• Assignment: From the line with "pub fn decode(data: &[u8])" to the line with "self.end_offset = s.u32(self.end_offset)?;", retype every line exactly, including those two, and leave out the rest of the data below.

Saved data entries
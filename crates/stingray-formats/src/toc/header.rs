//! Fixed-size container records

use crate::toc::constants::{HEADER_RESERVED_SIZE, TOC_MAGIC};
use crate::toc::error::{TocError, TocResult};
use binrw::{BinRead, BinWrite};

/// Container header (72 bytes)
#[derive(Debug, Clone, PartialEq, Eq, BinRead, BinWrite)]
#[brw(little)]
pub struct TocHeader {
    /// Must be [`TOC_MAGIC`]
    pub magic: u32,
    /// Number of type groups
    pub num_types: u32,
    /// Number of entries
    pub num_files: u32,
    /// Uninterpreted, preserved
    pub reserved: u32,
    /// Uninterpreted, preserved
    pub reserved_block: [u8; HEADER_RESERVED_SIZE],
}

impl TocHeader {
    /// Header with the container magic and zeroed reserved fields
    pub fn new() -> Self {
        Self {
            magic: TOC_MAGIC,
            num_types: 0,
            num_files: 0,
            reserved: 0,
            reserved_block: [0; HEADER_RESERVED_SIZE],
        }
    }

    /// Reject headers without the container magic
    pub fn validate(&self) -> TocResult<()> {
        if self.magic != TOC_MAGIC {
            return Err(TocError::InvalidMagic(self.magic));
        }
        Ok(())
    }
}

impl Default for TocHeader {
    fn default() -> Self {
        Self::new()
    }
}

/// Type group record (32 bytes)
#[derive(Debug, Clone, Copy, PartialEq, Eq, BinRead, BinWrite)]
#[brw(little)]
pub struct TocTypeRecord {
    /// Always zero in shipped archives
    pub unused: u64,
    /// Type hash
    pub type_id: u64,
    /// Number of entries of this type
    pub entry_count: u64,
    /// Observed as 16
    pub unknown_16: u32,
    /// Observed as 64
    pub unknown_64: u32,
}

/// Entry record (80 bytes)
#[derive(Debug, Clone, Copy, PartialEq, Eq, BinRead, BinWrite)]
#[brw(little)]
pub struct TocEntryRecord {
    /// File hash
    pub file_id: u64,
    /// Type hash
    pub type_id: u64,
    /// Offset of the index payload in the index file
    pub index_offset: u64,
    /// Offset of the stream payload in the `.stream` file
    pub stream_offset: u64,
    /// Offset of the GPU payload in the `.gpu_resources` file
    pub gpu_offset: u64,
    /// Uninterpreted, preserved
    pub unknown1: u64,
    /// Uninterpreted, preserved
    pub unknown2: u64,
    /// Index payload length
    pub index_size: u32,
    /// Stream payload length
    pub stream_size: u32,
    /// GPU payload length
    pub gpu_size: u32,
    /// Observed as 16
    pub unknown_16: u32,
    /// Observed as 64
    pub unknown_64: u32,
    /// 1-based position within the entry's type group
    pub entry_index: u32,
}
--
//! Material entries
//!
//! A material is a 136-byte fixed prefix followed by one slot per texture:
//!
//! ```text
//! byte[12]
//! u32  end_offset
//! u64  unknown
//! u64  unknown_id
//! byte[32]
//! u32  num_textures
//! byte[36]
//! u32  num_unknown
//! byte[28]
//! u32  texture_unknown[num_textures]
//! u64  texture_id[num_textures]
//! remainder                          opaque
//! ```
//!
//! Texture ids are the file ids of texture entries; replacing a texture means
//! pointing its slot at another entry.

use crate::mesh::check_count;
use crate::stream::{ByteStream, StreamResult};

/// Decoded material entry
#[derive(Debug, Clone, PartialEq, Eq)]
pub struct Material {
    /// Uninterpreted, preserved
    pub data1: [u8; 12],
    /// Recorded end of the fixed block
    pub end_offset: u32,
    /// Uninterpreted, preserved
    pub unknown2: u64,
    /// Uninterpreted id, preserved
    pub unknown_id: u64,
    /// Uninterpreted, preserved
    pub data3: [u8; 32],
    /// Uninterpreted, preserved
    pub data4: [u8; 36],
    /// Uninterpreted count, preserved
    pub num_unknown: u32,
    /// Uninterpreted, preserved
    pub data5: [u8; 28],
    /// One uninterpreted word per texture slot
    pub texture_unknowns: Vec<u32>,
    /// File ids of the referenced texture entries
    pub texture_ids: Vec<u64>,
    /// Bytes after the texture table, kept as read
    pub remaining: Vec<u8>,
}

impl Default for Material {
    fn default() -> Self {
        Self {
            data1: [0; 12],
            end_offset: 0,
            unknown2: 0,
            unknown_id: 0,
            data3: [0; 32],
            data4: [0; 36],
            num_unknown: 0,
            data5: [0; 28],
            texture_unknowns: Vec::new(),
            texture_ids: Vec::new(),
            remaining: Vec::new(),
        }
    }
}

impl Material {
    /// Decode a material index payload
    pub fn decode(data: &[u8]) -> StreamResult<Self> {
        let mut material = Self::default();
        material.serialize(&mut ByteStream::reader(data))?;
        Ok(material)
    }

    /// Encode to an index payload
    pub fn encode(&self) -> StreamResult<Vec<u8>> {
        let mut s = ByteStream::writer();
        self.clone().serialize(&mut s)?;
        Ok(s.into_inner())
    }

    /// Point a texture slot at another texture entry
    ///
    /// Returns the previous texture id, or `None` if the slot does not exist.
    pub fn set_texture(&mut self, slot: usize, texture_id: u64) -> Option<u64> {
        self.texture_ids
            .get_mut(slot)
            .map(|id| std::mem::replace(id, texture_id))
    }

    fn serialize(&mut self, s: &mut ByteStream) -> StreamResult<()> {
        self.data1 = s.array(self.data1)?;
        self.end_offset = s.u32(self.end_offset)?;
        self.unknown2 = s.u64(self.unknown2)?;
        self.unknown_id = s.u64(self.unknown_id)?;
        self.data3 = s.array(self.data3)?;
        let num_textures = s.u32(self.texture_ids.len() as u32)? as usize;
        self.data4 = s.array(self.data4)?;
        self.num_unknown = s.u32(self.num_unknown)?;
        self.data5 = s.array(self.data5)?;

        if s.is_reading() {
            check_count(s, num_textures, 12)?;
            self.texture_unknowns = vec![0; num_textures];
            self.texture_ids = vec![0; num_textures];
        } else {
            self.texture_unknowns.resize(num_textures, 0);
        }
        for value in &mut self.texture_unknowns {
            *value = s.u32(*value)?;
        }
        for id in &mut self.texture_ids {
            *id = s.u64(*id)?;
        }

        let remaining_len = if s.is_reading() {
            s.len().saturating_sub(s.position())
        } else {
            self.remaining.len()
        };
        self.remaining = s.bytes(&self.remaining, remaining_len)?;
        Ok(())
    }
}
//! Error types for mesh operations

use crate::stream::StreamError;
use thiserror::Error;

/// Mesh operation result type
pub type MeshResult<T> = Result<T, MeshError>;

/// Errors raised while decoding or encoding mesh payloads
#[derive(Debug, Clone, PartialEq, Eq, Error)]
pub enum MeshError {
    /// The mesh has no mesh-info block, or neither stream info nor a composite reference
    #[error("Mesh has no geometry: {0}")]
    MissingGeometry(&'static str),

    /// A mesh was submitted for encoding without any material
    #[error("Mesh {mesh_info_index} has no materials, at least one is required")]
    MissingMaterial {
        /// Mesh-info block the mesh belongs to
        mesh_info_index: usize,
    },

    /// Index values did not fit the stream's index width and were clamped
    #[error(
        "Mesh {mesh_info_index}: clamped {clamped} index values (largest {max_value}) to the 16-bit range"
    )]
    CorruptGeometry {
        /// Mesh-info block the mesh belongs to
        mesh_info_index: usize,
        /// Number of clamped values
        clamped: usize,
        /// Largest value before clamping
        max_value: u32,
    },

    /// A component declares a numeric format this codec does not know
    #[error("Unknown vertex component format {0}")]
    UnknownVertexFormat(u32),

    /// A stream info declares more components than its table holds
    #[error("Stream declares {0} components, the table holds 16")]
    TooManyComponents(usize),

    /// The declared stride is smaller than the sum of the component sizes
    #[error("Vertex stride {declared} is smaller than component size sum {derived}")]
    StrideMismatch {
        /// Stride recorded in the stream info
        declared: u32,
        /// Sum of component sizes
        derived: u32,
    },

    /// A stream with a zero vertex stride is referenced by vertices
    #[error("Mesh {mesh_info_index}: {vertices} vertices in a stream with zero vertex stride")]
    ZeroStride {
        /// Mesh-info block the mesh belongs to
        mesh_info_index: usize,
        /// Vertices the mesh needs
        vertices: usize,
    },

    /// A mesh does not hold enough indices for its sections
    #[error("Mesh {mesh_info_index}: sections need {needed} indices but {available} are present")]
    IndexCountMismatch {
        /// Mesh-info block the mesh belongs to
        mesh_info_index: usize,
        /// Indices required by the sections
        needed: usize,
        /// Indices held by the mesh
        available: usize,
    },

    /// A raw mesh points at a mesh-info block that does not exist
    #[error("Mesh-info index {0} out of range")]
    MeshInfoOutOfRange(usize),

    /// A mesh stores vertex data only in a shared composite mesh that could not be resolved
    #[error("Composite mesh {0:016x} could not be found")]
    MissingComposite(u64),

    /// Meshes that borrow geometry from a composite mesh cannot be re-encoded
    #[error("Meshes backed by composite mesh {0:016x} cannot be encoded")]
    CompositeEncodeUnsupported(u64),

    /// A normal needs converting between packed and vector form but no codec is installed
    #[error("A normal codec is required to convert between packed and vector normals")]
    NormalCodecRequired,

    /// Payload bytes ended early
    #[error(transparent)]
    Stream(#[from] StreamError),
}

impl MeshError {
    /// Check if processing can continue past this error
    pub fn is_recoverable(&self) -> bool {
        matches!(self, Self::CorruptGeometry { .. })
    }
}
* * *
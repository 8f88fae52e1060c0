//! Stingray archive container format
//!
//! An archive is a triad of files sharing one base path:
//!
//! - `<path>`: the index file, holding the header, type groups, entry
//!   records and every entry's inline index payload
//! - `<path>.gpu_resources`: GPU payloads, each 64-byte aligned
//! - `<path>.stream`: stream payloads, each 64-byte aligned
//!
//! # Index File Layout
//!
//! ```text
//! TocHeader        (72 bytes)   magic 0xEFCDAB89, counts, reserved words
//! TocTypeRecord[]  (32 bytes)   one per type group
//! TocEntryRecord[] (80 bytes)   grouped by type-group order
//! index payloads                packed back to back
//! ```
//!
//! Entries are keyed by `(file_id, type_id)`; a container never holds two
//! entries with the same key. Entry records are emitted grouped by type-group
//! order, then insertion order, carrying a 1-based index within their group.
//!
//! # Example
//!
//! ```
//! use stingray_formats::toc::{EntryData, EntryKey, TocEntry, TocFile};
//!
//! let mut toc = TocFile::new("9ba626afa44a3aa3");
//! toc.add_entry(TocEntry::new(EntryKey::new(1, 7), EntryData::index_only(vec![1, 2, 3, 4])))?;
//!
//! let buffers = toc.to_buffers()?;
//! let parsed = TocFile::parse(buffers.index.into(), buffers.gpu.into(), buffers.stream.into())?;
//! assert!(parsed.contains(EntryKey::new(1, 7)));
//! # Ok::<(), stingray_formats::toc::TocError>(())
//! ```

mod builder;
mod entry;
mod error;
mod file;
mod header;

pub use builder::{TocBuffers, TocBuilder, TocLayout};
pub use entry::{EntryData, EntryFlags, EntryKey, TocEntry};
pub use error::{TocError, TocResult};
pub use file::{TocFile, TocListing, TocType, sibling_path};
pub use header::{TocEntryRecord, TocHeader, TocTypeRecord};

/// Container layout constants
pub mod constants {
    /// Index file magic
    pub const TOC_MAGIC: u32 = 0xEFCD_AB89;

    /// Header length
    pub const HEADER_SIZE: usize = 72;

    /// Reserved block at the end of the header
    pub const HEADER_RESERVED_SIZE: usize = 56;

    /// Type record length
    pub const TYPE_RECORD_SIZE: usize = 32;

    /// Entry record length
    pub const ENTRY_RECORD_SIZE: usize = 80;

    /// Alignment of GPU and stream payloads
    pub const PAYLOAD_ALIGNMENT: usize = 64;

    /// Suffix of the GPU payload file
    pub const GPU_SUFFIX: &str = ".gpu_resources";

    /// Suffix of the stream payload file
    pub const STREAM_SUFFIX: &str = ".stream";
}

• Result of the task:
    pub fn decode(data: &[u8]) -> StreamResult<Self> {
        let mut material = Self::default();
        material.serialize(&mut ByteStream::reader(data))?;
        Ok(material)
    }

    /// Encode to an index payload
    pub fn encode(&self) -> StreamResult<Vec<u8>> {
        let mut s = ByteStream::writer();
        self.clone().serialize(&mut s)?;
        Ok(s.into_inner())
    }

    /// Point a texture slot at another texture entry
    ///
    /// Returns the previous texture id, or `None` if the slot does not exist.
    pub fn set_texture(&mut self, slot: usize, texture_id: u64) -> Option<u64> {
        self.texture_ids
            .get_mut(slot)
            .map(|id| std::mem::replace(id, texture_id))
    }

    fn serialize(&mut self, s: &mut ByteStream) -> StreamResult<()> {
        self.data1 = s.array(self.data1)?;
        self.end_offset = s.u32(self.end_offset)?;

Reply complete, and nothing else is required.